Exercise prompt:
Scan the entries for the string "QueryError" and give the number of lines that have it, nothing further.

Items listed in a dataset
━━━━━━━━━━━━━━━━━━━━

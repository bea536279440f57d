//! # Anchoring API
//!
//! Runs one cross-chain anchoring cycle on demand. Leg failures are part of
//! a 200 response; only a cycle that cannot start is an error.

use axum::extract::{Path, State};
use axum::routing::post;
use axum::{Json, Router};
use xca_orchestrator::CrossChainAnchoringResult;

use crate::error::AppError;
use crate::state::AppState;

/// Build the anchoring router.
pub fn router() -> Router<AppState> {
    Router::new().route("/v1/anchor/:network_a/:network_b", post(anchor_pair))
}

/// POST /v1/anchor/:network_a/:network_b
async fn anchor_pair(
    State(state): State<AppState>,
    Path((network_a, network_b)): Path<(String, String)>,
) -> Result<Json<CrossChainAnchoringResult>, AppError> {
    let result = state
        .orchestrator
        .perform_cross_chain_anchoring(&network_a, &network_b)
        .await?;
    tracing::info!(
        cycle_id = %result.cycle_id,
        network_a = %result.network_a,
        network_b = %result.network_b,
        successful_legs = result.successful_legs(),
        "manual anchoring cycle finished"
    );
    Ok(Json(result))
}
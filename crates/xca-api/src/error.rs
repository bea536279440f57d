//! # API Error Types
//!
//! Maps domain errors to HTTP status codes and a structured JSON body:
//!
//! ```json
//! { "error": { "code": "NOT_FOUND", "message": "unknown network \"east\"" } }
//! ```
//!
//! Internal failures are logged and returned with a generic message.

use axum::http::StatusCode;
use axum::response::{IntoResponse, Response};
use axum::Json;
use serde::{Deserialize, Serialize};
use thiserror::Error;
use xca_ledger::LedgerError;
use xca_orchestrator::{CronError, OrchestrationError, QueryError, SchedulerError};
use xca_registry::RegistryError;

/// Structured JSON error response body.
#[derive(Debug, Serialize, Deserialize)]
pub struct ErrorBody {
    pub error: ErrorDetail,
}

#[derive(Debug, Serialize, Deserialize)]
pub struct ErrorDetail {
    /// Machine-readable code, e.g. `NOT_FOUND`.
    pub code: String,
    pub message: String,
}

/// Application-level error type that implements [`IntoResponse`].
#[derive(Error, Debug)]
pub enum AppError {
    /// 404.
    #[error("{0}")]
    NotFound(String),

    /// 422: well-formed request with invalid content.
    #[error("{0}")]
    Validation(String),

    /// 400: unparsable request or an operation invalid in the current state.
    #[error("{0}")]
    BadRequest(String),

    /// 403.
    #[error("{0}")]
    Forbidden(String),

    /// 409: rejected by the ledger's state.
    #[error("{0}")]
    Conflict(String),

    /// 503: a chain endpoint did not answer in time.
    #[error("{0}")]
    ServiceUnavailable(String),

    /// 500. The message is logged, never returned.
    #[error("{0}")]
    Internal(String),
}

impl AppError {
    fn status_and_code(&self) -> (StatusCode, &'static str) {
        match self {
            Self::NotFound(_) => (StatusCode::NOT_FOUND, "NOT_FOUND"),
            Self::Validation(_) => (StatusCode::UNPROCESSABLE_ENTITY, "VALIDATION_ERROR"),
            Self::BadRequest(_) => (StatusCode::BAD_REQUEST, "BAD_REQUEST"),
            Self::Forbidden(_) => (StatusCode::FORBIDDEN, "FORBIDDEN"),
            Self::Conflict(_) => (StatusCode::CONFLICT, "CONFLICT"),
            Self::ServiceUnavailable(_) => (StatusCode::SERVICE_UNAVAILABLE, "SERVICE_UNAVAILABLE"),
            Self::Internal(_) => (StatusCode::INTERNAL_SERVER_ERROR, "INTERNAL_ERROR"),
        }
    }
}

impl IntoResponse for AppError {
    fn into_response(self) -> Response {
        let (status, code) = self.status_and_code();

        let message = match &self {
            Self::Internal(_) => {
                tracing::error!(error = %self, "internal server error");
                "An internal error occurred".to_string()
            }
            Self::ServiceUnavailable(_) => {
                tracing::warn!(error = %self, "service unavailable");
                self.to_string()
            }
            other => other.to_string(),
        };

        let body = ErrorBody {
            error: ErrorDetail {
                code: code.to_string(),
                message,
            },
        };
        (status, Json(body)).into_response()
    }
}

impl From<RegistryError> for AppError {
    fn from(err: RegistryError) -> Self {
        match &err {
            RegistryError::UnknownNetwork { .. } | RegistryError::NoLedger(_) => {
                Self::NotFound(err.to_string())
            }
            RegistryError::RpcUnavailable { .. } => Self::ServiceUnavailable(err.to_string()),
            RegistryError::DuplicateNetwork(_) => Self::Internal(err.to_string()),
        }
    }
}

impl From<LedgerError> for AppError {
    fn from(err: LedgerError) -> Self {
        match &err {
            LedgerError::NotFound(_) | LedgerError::EmptyLog => Self::NotFound(err.to_string()),
            LedgerError::InvalidCount | LedgerError::InvalidOwner => {
                Self::Validation(err.to_string())
            }
            LedgerError::Unauthorized { .. } => Self::Forbidden(err.to_string()),
            LedgerError::NonMonotonicBlock { .. } | LedgerError::Reverted(_) => {
                Self::Conflict(err.to_string())
            }
            LedgerError::Unavailable { .. } | LedgerError::Timeout { .. } => {
                Self::ServiceUnavailable(err.to_string())
            }
            LedgerError::InvalidResponse(_) | LedgerError::Misconfigured(_) => {
                Self::Internal(err.to_string())
            }
        }
    }
}

impl From<QueryError> for AppError {
    fn from(err: QueryError) -> Self {
        match err {
            QueryError::Registry(e) => e.into(),
            QueryError::Ledger(e) => e.into(),
        }
    }
}

impl From<OrchestrationError> for AppError {
    fn from(err: OrchestrationError) -> Self {
        match err {
            OrchestrationError::SameNetwork(_) => Self::Validation(err.to_string()),
            OrchestrationError::BothNetworksUnreachable { .. } => {
                Self::ServiceUnavailable(err.to_string())
            }
            OrchestrationError::Registry(e) => e.into(),
        }
    }
}

impl From<SchedulerError> for AppError {
    fn from(err: SchedulerError) -> Self {
        match err {
            SchedulerError::NotRunning => Self::BadRequest(err.to_string()),
            SchedulerError::InvalidPair(e) => e.into(),
            SchedulerError::Exhausted(_) => Self::Validation(err.to_string()),
        }
    }
}

impl From<CronError> for AppError {
    fn from(err: CronError) -> Self {
        Self::Validation(format!("invalid interval: {err}"))
    }
}

#[cfg(test)]
mod tests {
    use super::*;
    use xca_core::{NetworkName, U256};

    fn status(err: impl Into<AppError>) -> StatusCode {
        err.into().status_and_code().0
    }

    #[test]
    fn registry_errors() {
        assert_eq!(
            status(RegistryError::UnknownNetwork { name: "x".into() }),
            StatusCode::NOT_FOUND
        );
        assert_eq!(
            status(RegistryError::RpcUnavailable {
                network: NetworkName::new("north").unwrap(),
                reason: "refused".into()
            }),
            StatusCode::SERVICE_UNAVAILABLE
        );
    }

    #[test]
    fn ledger_errors() {
        assert_eq!(status(LedgerError::EmptyLog), StatusCode::NOT_FOUND);
        assert_eq!(status(LedgerError::InvalidCount), StatusCode::UNPROCESSABLE_ENTITY);
        assert_eq!(
            status(LedgerError::NonMonotonicBlock {
                block_number: U256::from(1u64),
                last_anchored: U256::from(1u64)
            }),
            StatusCode::CONFLICT
        );
        assert_eq!(
            status(LedgerError::Unauthorized {
                caller: xca_core::Address::ZERO
            }),
            StatusCode::FORBIDDEN
        );
        assert_eq!(
            status(LedgerError::Misconfigured("no signer".into())),
            StatusCode::INTERNAL_SERVER_ERROR
        );
    }

    #[test]
    fn scheduler_errors() {
        assert_eq!(status(SchedulerError::NotRunning), StatusCode::BAD_REQUEST);
        assert_eq!(
            status(SchedulerError::InvalidPair(OrchestrationError::SameNetwork(
                NetworkName::new("north").unwrap()
            ))),
            StatusCode::UNPROCESSABLE_ENTITY
        );
    }

    #[tokio::test]
    async fn internal_message_is_hidden() {
        use http_body_util::BodyExt;

        let response = AppError::Internal("db password wrong".into()).into_response();
        assert_eq!(response.status(), StatusCode::INTERNAL_SERVER_ERROR);
        let bytes = response.into_body().collect().await.unwrap().to_bytes();
        let body: ErrorBody = serde_json::from_slice(&bytes).unwrap();
        assert_eq!(body.error.code, "INTERNAL_ERROR");
        assert!(!body.error.message.contains("password"));
    }
}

━━━━━━━━━━━━━━━━━━━━

Your solution:
5